Records supplied Start Marker

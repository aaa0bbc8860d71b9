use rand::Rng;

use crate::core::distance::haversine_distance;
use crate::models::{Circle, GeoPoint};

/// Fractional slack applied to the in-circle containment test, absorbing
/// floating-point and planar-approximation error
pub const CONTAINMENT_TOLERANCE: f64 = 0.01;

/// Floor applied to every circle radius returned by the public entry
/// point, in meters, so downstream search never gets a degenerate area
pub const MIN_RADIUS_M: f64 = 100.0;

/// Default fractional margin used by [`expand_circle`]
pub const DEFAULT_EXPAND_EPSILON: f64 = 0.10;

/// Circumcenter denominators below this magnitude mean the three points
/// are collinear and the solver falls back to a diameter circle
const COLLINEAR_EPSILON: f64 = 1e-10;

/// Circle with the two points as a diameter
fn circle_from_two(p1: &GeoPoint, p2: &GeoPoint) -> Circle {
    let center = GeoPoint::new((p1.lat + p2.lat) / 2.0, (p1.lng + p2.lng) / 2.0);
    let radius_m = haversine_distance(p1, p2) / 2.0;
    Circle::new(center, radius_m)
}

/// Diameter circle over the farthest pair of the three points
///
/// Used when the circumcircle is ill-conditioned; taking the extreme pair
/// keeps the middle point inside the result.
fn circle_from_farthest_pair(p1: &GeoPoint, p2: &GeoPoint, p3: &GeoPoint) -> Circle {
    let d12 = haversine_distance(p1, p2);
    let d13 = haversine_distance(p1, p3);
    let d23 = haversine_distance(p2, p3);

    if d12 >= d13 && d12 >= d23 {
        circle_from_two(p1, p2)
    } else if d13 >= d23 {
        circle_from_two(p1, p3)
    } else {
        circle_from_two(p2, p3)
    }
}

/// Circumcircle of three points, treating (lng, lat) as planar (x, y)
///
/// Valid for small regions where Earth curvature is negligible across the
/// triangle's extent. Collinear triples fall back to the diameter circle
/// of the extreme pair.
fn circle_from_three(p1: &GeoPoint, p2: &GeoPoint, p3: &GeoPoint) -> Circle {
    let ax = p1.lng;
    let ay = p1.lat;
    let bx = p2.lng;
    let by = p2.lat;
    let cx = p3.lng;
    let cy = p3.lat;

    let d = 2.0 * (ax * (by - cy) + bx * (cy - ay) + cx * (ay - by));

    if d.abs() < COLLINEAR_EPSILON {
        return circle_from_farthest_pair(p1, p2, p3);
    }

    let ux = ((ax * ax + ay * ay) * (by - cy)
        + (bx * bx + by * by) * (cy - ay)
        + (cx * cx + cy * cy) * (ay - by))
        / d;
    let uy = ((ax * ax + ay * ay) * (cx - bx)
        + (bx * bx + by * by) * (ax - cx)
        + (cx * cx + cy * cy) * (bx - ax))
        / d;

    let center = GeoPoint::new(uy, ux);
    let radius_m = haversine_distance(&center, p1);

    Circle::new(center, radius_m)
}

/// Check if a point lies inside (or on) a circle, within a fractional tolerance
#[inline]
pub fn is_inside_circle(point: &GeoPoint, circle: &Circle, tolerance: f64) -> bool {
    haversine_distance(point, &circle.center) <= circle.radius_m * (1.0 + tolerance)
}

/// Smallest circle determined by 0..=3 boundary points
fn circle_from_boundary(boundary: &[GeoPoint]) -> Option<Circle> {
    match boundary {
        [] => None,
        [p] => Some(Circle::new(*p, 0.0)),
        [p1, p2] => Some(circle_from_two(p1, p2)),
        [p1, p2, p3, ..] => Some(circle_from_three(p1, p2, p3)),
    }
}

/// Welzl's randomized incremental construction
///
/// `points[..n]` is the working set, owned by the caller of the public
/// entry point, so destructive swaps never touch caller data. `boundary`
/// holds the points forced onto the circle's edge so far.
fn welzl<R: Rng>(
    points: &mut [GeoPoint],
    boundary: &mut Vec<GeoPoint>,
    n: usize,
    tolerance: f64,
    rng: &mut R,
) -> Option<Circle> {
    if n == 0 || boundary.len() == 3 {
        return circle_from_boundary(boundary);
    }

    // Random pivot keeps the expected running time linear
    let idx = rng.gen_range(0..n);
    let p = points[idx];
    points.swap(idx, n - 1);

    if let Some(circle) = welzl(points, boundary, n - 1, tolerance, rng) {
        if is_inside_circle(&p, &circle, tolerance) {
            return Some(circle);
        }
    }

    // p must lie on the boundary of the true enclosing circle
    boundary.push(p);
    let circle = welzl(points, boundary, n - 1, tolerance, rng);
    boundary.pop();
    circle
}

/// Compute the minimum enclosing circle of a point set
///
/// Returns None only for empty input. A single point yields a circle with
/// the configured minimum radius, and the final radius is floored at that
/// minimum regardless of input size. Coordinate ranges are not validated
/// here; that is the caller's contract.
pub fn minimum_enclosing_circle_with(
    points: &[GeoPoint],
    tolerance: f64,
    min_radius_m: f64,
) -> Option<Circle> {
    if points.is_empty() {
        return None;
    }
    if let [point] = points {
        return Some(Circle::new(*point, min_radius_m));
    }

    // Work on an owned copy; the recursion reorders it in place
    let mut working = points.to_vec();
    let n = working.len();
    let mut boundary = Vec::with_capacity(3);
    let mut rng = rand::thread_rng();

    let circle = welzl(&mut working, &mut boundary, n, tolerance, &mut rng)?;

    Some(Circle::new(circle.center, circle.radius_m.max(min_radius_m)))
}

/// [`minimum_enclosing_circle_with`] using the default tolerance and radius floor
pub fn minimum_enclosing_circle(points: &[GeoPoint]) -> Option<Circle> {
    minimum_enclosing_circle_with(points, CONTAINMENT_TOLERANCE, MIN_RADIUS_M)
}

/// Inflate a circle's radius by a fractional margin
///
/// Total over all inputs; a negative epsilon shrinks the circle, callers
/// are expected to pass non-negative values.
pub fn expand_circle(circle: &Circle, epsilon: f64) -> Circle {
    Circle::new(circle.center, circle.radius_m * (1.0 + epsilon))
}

Records supplied End Marker
Records supplied Start Marker

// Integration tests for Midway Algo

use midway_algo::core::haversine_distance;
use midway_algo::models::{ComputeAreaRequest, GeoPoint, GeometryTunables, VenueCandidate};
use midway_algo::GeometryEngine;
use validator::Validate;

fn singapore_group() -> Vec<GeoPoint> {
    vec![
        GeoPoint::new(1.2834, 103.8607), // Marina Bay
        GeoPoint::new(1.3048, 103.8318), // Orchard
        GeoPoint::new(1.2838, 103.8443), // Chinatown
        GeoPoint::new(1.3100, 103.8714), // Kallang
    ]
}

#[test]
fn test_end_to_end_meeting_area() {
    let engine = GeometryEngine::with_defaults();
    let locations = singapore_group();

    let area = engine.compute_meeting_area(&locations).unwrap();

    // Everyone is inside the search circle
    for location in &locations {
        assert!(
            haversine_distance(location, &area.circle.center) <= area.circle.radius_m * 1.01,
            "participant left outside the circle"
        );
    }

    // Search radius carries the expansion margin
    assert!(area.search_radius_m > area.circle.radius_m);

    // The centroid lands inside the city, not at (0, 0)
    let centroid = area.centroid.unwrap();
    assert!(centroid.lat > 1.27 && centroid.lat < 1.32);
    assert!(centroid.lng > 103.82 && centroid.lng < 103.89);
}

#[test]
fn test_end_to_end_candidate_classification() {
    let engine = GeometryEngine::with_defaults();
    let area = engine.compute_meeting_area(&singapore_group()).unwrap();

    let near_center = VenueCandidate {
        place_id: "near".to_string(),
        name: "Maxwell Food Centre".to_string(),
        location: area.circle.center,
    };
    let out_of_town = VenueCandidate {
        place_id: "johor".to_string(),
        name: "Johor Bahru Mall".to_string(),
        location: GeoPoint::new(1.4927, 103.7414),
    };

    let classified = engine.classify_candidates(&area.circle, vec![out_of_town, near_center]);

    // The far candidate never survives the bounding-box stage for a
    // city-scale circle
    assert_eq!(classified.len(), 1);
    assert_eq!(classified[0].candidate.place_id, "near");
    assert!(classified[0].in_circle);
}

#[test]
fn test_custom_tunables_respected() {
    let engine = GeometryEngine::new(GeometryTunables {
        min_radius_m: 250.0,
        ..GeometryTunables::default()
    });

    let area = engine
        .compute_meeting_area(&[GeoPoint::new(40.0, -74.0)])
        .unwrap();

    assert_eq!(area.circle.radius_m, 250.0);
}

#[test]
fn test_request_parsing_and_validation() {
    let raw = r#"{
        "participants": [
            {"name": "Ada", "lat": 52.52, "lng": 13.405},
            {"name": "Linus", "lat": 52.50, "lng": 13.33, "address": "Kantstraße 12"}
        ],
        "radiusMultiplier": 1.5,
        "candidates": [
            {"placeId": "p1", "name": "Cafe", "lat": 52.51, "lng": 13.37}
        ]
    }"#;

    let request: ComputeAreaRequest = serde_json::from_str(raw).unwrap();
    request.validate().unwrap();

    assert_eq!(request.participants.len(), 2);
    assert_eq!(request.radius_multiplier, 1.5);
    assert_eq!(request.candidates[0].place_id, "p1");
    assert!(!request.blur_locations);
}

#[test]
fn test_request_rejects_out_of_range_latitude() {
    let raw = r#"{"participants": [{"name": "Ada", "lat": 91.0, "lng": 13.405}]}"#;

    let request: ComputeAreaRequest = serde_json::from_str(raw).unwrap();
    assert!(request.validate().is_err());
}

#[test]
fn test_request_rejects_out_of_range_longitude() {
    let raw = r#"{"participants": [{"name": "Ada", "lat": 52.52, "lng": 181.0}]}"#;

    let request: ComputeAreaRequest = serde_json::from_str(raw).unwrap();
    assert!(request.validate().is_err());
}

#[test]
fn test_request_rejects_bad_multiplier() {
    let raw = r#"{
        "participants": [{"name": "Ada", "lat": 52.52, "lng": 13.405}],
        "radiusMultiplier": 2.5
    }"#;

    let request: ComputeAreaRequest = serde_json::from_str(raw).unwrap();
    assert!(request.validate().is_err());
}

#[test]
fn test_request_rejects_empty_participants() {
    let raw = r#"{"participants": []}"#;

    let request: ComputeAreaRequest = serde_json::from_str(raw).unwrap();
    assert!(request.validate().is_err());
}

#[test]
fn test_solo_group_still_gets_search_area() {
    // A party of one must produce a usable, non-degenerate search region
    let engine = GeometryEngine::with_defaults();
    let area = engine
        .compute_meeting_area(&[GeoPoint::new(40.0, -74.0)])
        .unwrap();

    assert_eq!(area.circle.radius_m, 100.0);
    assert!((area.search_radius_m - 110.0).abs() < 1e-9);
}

Records supplied End Marker

**What you need to do**
Whenever the word "planar" shows up in a line of the entries, copy that line.

**Final answer**
/// floating-point and planar-approximation error
/// Circumcircle of three points, treating (lng, lat) as planar (x, y)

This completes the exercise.